Implementing a Metropolis-Hastings Move

General info before getting started

The steps to implementing a new move vary slightly, depending on the move’s type (e.g., Metropolis-Hastings versus Gibbs). For the purpose of this guide, we will focus on a Metropolis-Hastings move.

In general, the fastest and easiest way to get help is to find the most similar move already implemented in RevBayes and use it as a guide. Remember that, as with implementing a new distribution or function, you’ll need to add relevant code to both the core of RevBayes and the language. Also remember that you’ll need to work out the math appropriate for your move (e.g., the Hastings ratio) ahead of time.

Steps

  1. Orienting within the repository - For the core, navigate in the repository to src/core/moves. For a Metropolis-Hastings move, we’ll then go into the proposal directory. In this directory, you can find several templates for generic proposal classes, as well as subdirectories containing moves for specific parameter types. To keep things easy, we’ll focus on a single scalar parameter, so we’ll navigate one step further into the scalar directory. For the language, navigate to src/revlanguage/moves. For this example, as we did in the core, we’ll focus on a move for a scalar parameter, so we’ll then open scalar. To register our new move after it’s implemented, we’ll also need to update the file src/revlanguage/workspace/RbRegister_Move.cpp.

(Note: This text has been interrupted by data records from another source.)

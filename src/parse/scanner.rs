use log::warn;
use phf::phf_map;

use super::error::LexError;
use crate::span::Span;
use crate::token::{Token, TokenType};

static PUNCTUATION: phf::Map<char, TokenType> = phf_map! {
    '-' => TokenType::Minus,
    '+' => TokenType::Plus,
    '(' => TokenType::LeftParen,
    ')' => TokenType::RightParen,
    '*' => TokenType::Star,
    '/' => TokenType::Slash,
};

#[derive(Debug)]
pub struct ScanOutput<'a> {
    pub tokens: Vec<Token<'a>>,
    pub warnings: Vec<LexError>,
}

/// Scans the whole input. Never fails: unrecognized characters are logged,
/// collected into `warnings` and skipped. The returned tokens always end with
/// exactly one `TokenType::Eof`.
pub fn scan(input: &str) -> ScanOutput<'_> {
    Scanner::new(input).scan_tokens()
}

struct Scanner<'a> {
    input: &'a str,
    tokens: Vec<Token<'a>>,
    warnings: Vec<LexError>,
    start: usize,
    current: usize,
    line: usize,
}

impl<'a> Scanner<'a> {
    fn new(input: &'a str) -> Self {
        Scanner {
            input,
            tokens: vec![],
            warnings: vec![],
            start: 0,
            current: 0,
            line: 1,
        }
    }

    fn scan_tokens(mut self) -> ScanOutput<'a> {
        while !self.is_at_end() {
            self.start = self.current;
            self.scan_token();
        }

        let end = self.input.len();
        self.tokens
            .push(Token::new(TokenType::Eof, "", self.line, Span::empty(end)));

        ScanOutput {
            tokens: self.tokens,
            warnings: self.warnings,
        }
    }

    fn scan_token(&mut self) {
        let Some(c) = self.advance() else {
            return;
        };

        if let Some(kind) = PUNCTUATION.get(&c) {
            self.add_token(*kind);
            return;
        }

        match c {
            '0'..='9' => self.lex_number(),
            '\n' => self.line += 1,
            // '\r' of CRLF line endings
            ' ' | '\t' | '\r' => {
                // skip
            }
            _ => {
                let err = LexError::UnrecognizedCharacter(c, self.line, self.current_span());
                warn!("{}", err);
                self.warnings.push(err);
            }
        }
    }

    fn lex_number(&mut self) {
        self.skip_digits();

        // a trailing '.' without digits is not part of the number
        if self.peek() == Some('.') && self.peek_next().is_some_and(|c| c.is_ascii_digit()) {
            self.advance();
            self.skip_digits();
        }

        let span = self.current_span();
        let lexeme = span.str_from_source(self.input);
        self.tokens.push(Token::number(
            lexeme,
            lexeme.parse::<f64>().ok(),
            self.line,
            span,
        ));
    }

    fn skip_digits(&mut self) {
        while self.peek().is_some_and(|c| c.is_ascii_digit()) {
            self.advance();
        }
    }

    fn add_token(&mut self, kind: TokenType) {
        let span = self.current_span();
        self.tokens.push(Token::new(
            kind,
            span.str_from_source(self.input),
            self.line,
            span,
        ));
    }

    fn current_span(&self) -> Span {
        Span::new(self.start, self.current)
    }

    fn is_at_end(&self) -> bool {
        self.current >= self.input.len()
    }

    fn advance(&mut self) -> Option<char> {
        let c = self.peek()?;
        self.current += c.len_utf8();
        Some(c)
    }

    fn peek(&self) -> Option<char> {
        self.input[self.current..].chars().next()
    }

    fn peek_next(&self) -> Option<char> {
        self.input[self.current..].chars().nth(1)
    }
}
//! The `Either<L, R>` type and its state queries.

use std::fmt;

use crate::error::{ContractError, Fallible, NullPolicy, require_argument};

/// A value that is a `Left(L)`, a `Right(R)`, or deliberately empty.
///
/// By convention `Right` carries the expected value and `Left` the
/// alternative (often an error). `None` is a genuine third state, not an
/// error encoding: it is what [`Either::filter`] produces when the predicate
/// rejects a value, and what `Default` returns.
///
/// Ordering places `None` before `Left` before `Right`; two values in the
/// same branch are ordered by payload.
///
/// # Examples
///
/// ```rust
/// use railway::Either;
///
/// let parsed: Either<String, i32> = Either::Right(42);
/// let rejected: Either<String, i32> = Either::Left("not a number".to_string());
///
/// assert_eq!(parsed.right_value(), Ok(&42));
/// assert!(rejected.right_value().unwrap_err().is_invalid_operation());
/// assert_eq!(Either::<String, i32>::default(), Either::None);
/// ```
#[derive(Debug, Clone, Copy, PartialEq, Eq, PartialOrd, Ord, Hash)]
#[cfg_attr(feature = "serde", derive(serde::Serialize, serde::Deserialize))]
pub enum Either<L, R> {
    // Declaration order is the ordering: None < Left < Right.
    /// The empty state.
    None,
    /// The left branch.
    Left(L),
    /// The right branch.
    Right(R),
}

impl<L, R> Either<L, R> {
    // =========================================================================
    // Construction
    // =========================================================================

    /// Creates a `Left`.
    #[inline]
    pub const fn left(value: L) -> Self {
        Self::Left(value)
    }

    /// Creates a `Right`.
    #[inline]
    pub const fn right(value: R) -> Self {
        Self::Right(value)
    }

    /// Creates the empty state.
    #[inline]
    pub const fn none() -> Self {
        Self::None
    }

    /// Creates a `Left` from a nullable value that must not be null.
    ///
    /// # Errors
    ///
    /// Returns [`ContractError::ArgumentNull`] if `value` is `None`.
    pub fn try_left(value: Option<L>) -> Fallible<Self> {
        require_argument("value", value).map(Self::Left)
    }

    /// Creates a `Right` from a nullable value that must not be null.
    ///
    /// # Errors
    ///
    /// Returns [`ContractError::ArgumentNull`] if `value` is `None`.
    ///
    /// # Examples
    ///
    /// ```rust
    /// use railway::Either;
    ///
    /// let right: Either<(), i32> = Either::try_right(Some(1)).unwrap();
    /// assert!(right.is_right());
    /// assert!(Either::<(), i32>::try_right(None).unwrap_err().is_argument_null());
    /// ```
    pub fn try_right(value: Option<R>) -> Fallible<Self> {
        require_argument("value", value).map(Self::Right)
    }

    // =========================================================================
    // State
    // =========================================================================

    /// Returns `true` for a `Left`.
    #[inline]
    pub const fn is_left(&self) -> bool {
        matches!(self, Self::Left(_))
    }

    /// Returns `true` for a `Right`.
    #[inline]
    pub const fn is_right(&self) -> bool {
        matches!(self, Self::Right(_))
    }

    /// Returns `true` for the empty state.
    #[inline]
    pub const fn is_none(&self) -> bool {
        matches!(self, Self::None)
    }

    pub(crate) const fn state_name(&self) -> &'static str {
        match self {
            Self::None => "None",
            Self::Left(_) => "Left",
            Self::Right(_) => "Right",
        }
    }

    // =========================================================================
    // Accessors
    // =========================================================================

    /// Returns the `Left` payload.
    ///
    /// # Errors
    ///
    /// Returns [`ContractError::InvalidOperation`] for a `Right` or `None`.
    pub fn left_value(&self) -> Fallible<&L> {
        match self {
            Self::Left(value) => Ok(value),
            _ => Err(wrong_branch("Either::left_value", "Left", self.state_name())),
        }
    }

    /// Returns the `Right` payload.
    ///
    /// # Errors
    ///
    /// Returns [`ContractError::InvalidOperation`] for a `Left` or `None`.
    pub fn right_value(&self) -> Fallible<&R> {
        match self {
            Self::Right(value) => Ok(value),
            _ => Err(wrong_branch("Either::right_value", "Right", self.state_name())),
        }
    }

    /// Consumes the `Either` and returns the `Left` payload.
    ///
    /// # Errors
    ///
    /// Returns [`ContractError::InvalidOperation`] for a `Right` or `None`.
    pub fn into_left(self) -> Fallible<L> {
        let state = self.state_name();
        match self {
            Self::Left(value) => Ok(value),
            _ => Err(wrong_branch("Either::into_left", "Left", state)),
        }
    }

    /// Consumes the `Either` and returns the `Right` payload.
    ///
    /// # Errors
    ///
    /// Returns [`ContractError::InvalidOperation`] for a `Left` or `None`.
    pub fn into_right(self) -> Fallible<R> {
        let state = self.state_name();
        match self {
            Self::Right(value) => Ok(value),
            _ => Err(wrong_branch("Either::into_right", "Right", state)),
        }
    }

    /// Borrows both payloads.
    #[inline]
    pub const fn as_ref(&self) -> Either<&L, &R> {
        match self {
            Self::None => Either::None,
            Self::Left(value) => Either::Left(value),
            Self::Right(value) => Either::Right(value),
        }
    }

    /// Exchanges the branches; `None` stays `None`.
    #[must_use]
    pub fn swap(self) -> Either<R, L> {
        match self {
            Self::None => Either::None,
            Self::Left(value) => Either::Right(value),
            Self::Right(value) => Either::Left(value),
        }
    }

    // =========================================================================
    // Core dispatch
    // =========================================================================

    /// Runs the handler of the active branch and applies `policy` to its
    /// output. Only the selected handler runs and only its output is checked.
    pub(crate) fn dispatch<U, FR, FL, FN>(
        self,
        operation: &'static str,
        policy: NullPolicy,
        on_right: FR,
        on_left: FL,
        on_none: FN,
    ) -> Fallible<Option<U>>
    where
        FR: FnOnce(R) -> Option<U>,
        FL: FnOnce(L) -> Option<U>,
        FN: FnOnce() -> Fallible<Option<U>>,
    {
        let output = match self {
            Self::Right(value) => on_right(value),
            Self::Left(value) => on_left(value),
            Self::None => on_none()?,
        };
        policy.apply(operation, output)
    }
}

impl<L, R> Default for Either<L, R> {
    #[inline]
    fn default() -> Self {
        Self::None
    }
}

impl<L: fmt::Display, R: fmt::Display> fmt::Display for Either<L, R> {
    fn fmt(&self, formatter: &mut fmt::Formatter<'_>) -> fmt::Result {
        match self {
            Self::None => formatter.write_str("None"),
            Self::Left(value) => write!(formatter, "Left({value})"),
            Self::Right(value) => write!(formatter, "Right({value})"),
        }
    }
}

impl<L, R> From<Result<R, L>> for Either<L, R> {
    fn from(result: Result<R, L>) -> Self {
        match result {
            Ok(value) => Self::Right(value),
            Err(value) => Self::Left(value),
        }
    }
}

pub(crate) fn none_state(operation: &'static str) -> ContractError {
    ContractError::invalid_operation(
        operation,
        "the either is None; use the overload with a None handler",
    )
}

fn wrong_branch(operation: &'static str, expected: &str, actual: &str) -> ContractError {
    ContractError::invalid_operation(operation, format!("the either is {actual}, not {expected}"))
}
//! The optional value wrapper.
//!
//! - [`Optional`]: a value that is either present (`Some`) or absent (`None`)
//!
//! # Examples
//!
//! ```rust
//! use railway::option::Optional;
//!
//! let name = Optional::some("railway".to_string());
//! let length = name.map(|name| name.len()).value_or(0);
//! assert_eq!(length, 7);
//! ```

mod combinators;
mod optional;

pub use optional::Optional;

static_assertions::assert_impl_all!(Optional<String>: Send, Sync);
static_assertions::assert_not_impl_any!(Optional<std::rc::Rc<i32>>: Send, Sync);
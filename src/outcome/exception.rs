//! Opaque error context carried by warnings and failures.

use std::error::Error;
use std::fmt;
use std::sync::Arc;

/// A shared, opaque error value attached to a warning or failure.
///
/// The crate never interprets an `Exception`; it only stores it and carries
/// it across conversions. Cloning shares the underlying error, and equality
/// is identity: two exceptions are equal only if they share the same error
/// object.
///
/// # Examples
///
/// ```rust
/// use railway::Exception;
///
/// let exception = Exception::from_message("disk full");
/// let shared = exception.clone();
/// assert_eq!(exception, shared);
/// assert_ne!(exception, Exception::from_message("disk full"));
/// assert_eq!(exception.to_string(), "disk full");
/// ```
#[derive(Clone)]
pub struct Exception(Arc<dyn Error + Send + Sync + 'static>);

impl Exception {
    /// Wraps an error.
    pub fn new<E>(error: E) -> Self
    where
        E: Error + Send + Sync + 'static,
    {
        Self(Arc::new(error))
    }

    /// Creates an exception carrying only a message.
    pub fn from_message(message: impl Into<String>) -> Self {
        let boxed: Box<dyn Error + Send + Sync> = message.into().into();
        Self(Arc::from(boxed))
    }

    /// Returns the wrapped error.
    pub fn error(&self) -> &(dyn Error + Send + Sync + 'static) {
        self.0.as_ref()
    }

    /// Returns `true` if both exceptions share the same error object.
    pub fn same_as(&self, other: &Self) -> bool {
        std::ptr::addr_eq(Arc::as_ptr(&self.0), Arc::as_ptr(&other.0))
    }
}

impl PartialEq for Exception {
    fn eq(&self, other: &Self) -> bool {
        self.same_as(other)
    }
}

impl Eq for Exception {}

impl fmt::Debug for Exception {
    fn fmt(&self, formatter: &mut fmt::Formatter<'_>) -> fmt::Result {
        formatter.debug_tuple("Exception").field(&self.0).finish()
    }
}

impl fmt::Display for Exception {
    fn fmt(&self, formatter: &mut fmt::Formatter<'_>) -> fmt::Result {
        fmt::Display::fmt(&self.0, formatter)
    }
}

impl<E> From<E> for Exception
where
    E: Error + Send + Sync + 'static,
{
    fn from(error: E) -> Self {
        Self::new(error)
    }
}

  2. Creating new files for the core - As an example, we’ll implement a new move that draws a random value from a Gamma distribution and proposes a new scalar by multiplying the current value by the draw from the Gamma. This move will be called a “Gamma Scaling move”. Since this move is similar to an existing scaling move, we can start by copying the file ScaleProposal.h and naming the new copy GammaScaleProposal.h. As a reminder, we’re working in the directory src/core/moves/proposal/scalar/.

    Once the new header file is created and named, we can update the content to match our new move. The simplest changes involve renaming things to match the new move (e.g., updating the preprocessor macro from ScaleProposal_H to GammaScaleProposal_H, or changing the name of object references and constructor from ScaleProposal to GammaScaleProposal). The comments at the top of the header file that describe how the move works should also be updated, but these changes will obviously be specific to the move being implemented.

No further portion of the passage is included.